Single by Jimmy Fallon and Meghan Trainor

from the album Holiday Seasoning
- Released: November 17, 2023
- Genre: Doo-wop; hip hop; Christmas;
- Length: 2:28
- Label: Republic
- Songwriters: Jimmy Fallon; Meghan Trainor; Sean Douglas; Gian Stone;
- Producer: Gian Stone

Jimmy Fallon singles chronology
| "Almost Too Early for Christmas" (2022) | "Wrap Me Up" (2023) | "Holiday" (2024) |

Meghan Trainor singles chronology
| "Hands on Me" (2023) | "Wrap Me Up" (2023) | "Been Like This" (2024) |

Music video
- "Wrap Me Up" on YouTube

= Wrap Me Up (Jimmy Fallon and Meghan Trainor song) =

2023 single by Jimmy Fallon and Meghan Trainor

"Wrap Me Up" is a song by American comedian Jimmy Fallon and singer-songwriter Meghan Trainor, included on the former's third studio album, Holiday Seasoning (2024). Fallon and Trainor wrote it with songwriter Sean Douglas and its producer, Gian Stone.
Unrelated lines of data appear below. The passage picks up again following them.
//! Bounds-checked view over the packed, fixed-stride buffers the vendor
//! library hands back.
//!
//! `CAENHV_GetChParamInfo` returns a single `char` buffer holding `count`
//! identifiers at a 10-byte stride, and `CAENHV_GetChName` fills a
//! `[count][12]` char matrix. Only the layout contract (stride x count) of
//! those buffers is trustworthy, so all indexing goes through [`FramedSlice`];
//! raw offset arithmetic never leaves this module.

use crate::error::{HvpsError, Result};

/// A typed view over a packed buffer of `count` fixed-width elements.
#[derive(Debug, Clone, Copy)]
pub struct FramedSlice<'a> {
    bytes: &'a [u8],
    stride: usize,
    count: usize,
}

impl<'a> FramedSlice<'a> {
    /// Frame `bytes` as `count` elements of `stride` bytes each.
    ///
    /// Fails with a decode anomaly if the buffer is shorter than the layout
    /// it claims to carry.
    pub fn new(bytes: &'a [u8], stride: usize, count: usize) -> Result<Self> {
        if stride == 0 {
            return Err(HvpsError::DecodeAnomaly {
                what: "framed buffer with zero stride".into(),
            });
        }
        let needed = stride.checked_mul(count).ok_or(HvpsError::DecodeAnomaly {
            what: format!("framed buffer overflow: {count} elements of {stride} bytes"),
        })?;
        if bytes.len() < needed {
            return Err(HvpsError::DecodeAnomaly {
                what: format!(
                    "framed buffer too short: have {} bytes, layout claims {count} x {stride}",
                    bytes.len()
                ),
            });
        }
        Ok(Self {
            bytes,
            stride,
            count,
        })
    }

    /// Number of elements in the view.
    pub fn len(&self) -> usize {
        self.count
    }

    pub fn is_empty(&self) -> bool {
        self.count == 0
    }

    /// Bounds-checked access to one element's bytes.
    pub fn get(&self, index: usize) -> Result<&'a [u8]> {
        if index >= self.count {
            return Err(HvpsError::DecodeAnomaly {
                what: format!("framed index {index} out of range ({} elements)", self.count),
            });
        }
        let start = index * self.stride;
        Ok(&self.bytes[start..start + self.stride])
    }

    /// Iterate over every element.
    pub fn iter(&self) -> impl Iterator<Item = &'a [u8]> + '_ {
        let stride = self.stride;
        self.bytes[..self.count * stride].chunks_exact(stride)
    }
}

/// Decode one fixed-width, NUL-padded identifier.
///
/// The vendor pads identifiers with NUL bytes up to the stride; anything
/// after the first NUL is ignored. Non-UTF-8 content is an anomaly, not
/// something to paper over.
pub fn fixed_str(frame: &[u8]) -> Result<&str> {
    let end = frame.iter().position(|&b| b == 0).unwrap_or(frame.len());
    std::str::from_utf8(&frame[..end]).map_err(|e| HvpsError::DecodeAnomaly {
        what: format!("identifier is not valid UTF-8: {e}"),
    })
}

#[cfg(test)]
mod tests {
    use super::*;

    #[test]
    fn walks_elements_at_fixed_stride() {
        let mut bytes = vec![0u8; 30];
        bytes[..4].copy_from_slice(b"VSet");
        bytes[10..14].copy_from_slice(b"ISet");
        bytes[20..23].copy_from_slice(b"RUp");

        let view = FramedSlice::new(&bytes, 10, 3).unwrap();
        assert_eq!(view.len(), 3);
        assert_eq!(fixed_str(view.get(0).unwrap()).unwrap(), "VSet");
        assert_eq!(fixed_str(view.get(1).unwrap()).unwrap(), "ISet");
        assert_eq!(fixed_str(view.get(2).unwrap()).unwrap(), "RUp");
    }

    #[test]
    fn rejects_short_buffer() {
        let bytes = vec![0u8; 25];
        assert!(FramedSlice::new(&bytes, 10, 3).is_err());
    }

    #[test]
    fn rejects_out_of_range_index() {
        let bytes = vec![0u8; 20];
        let view = FramedSlice::new(&bytes, 10, 2).unwrap();
        assert!(view.get(2).is_err());
    }

    #[test]
    fn unpadded_frame_uses_full_width() {
        let frame = *b"0123456789";
        assert_eq!(fixed_str(&frame).unwrap(), "0123456789");
    }
}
Republic Records released it as a single on November 17, 2023. A doo-wop, hip hop, and Christmas song, "Wrap Me Up" is written as a duet on which two narrators exchange flirtatious lyrics in a call-and-response format. One of them expresses curiosity about their Christmas gift and the other one withholds the answer before offering themselves as the gift.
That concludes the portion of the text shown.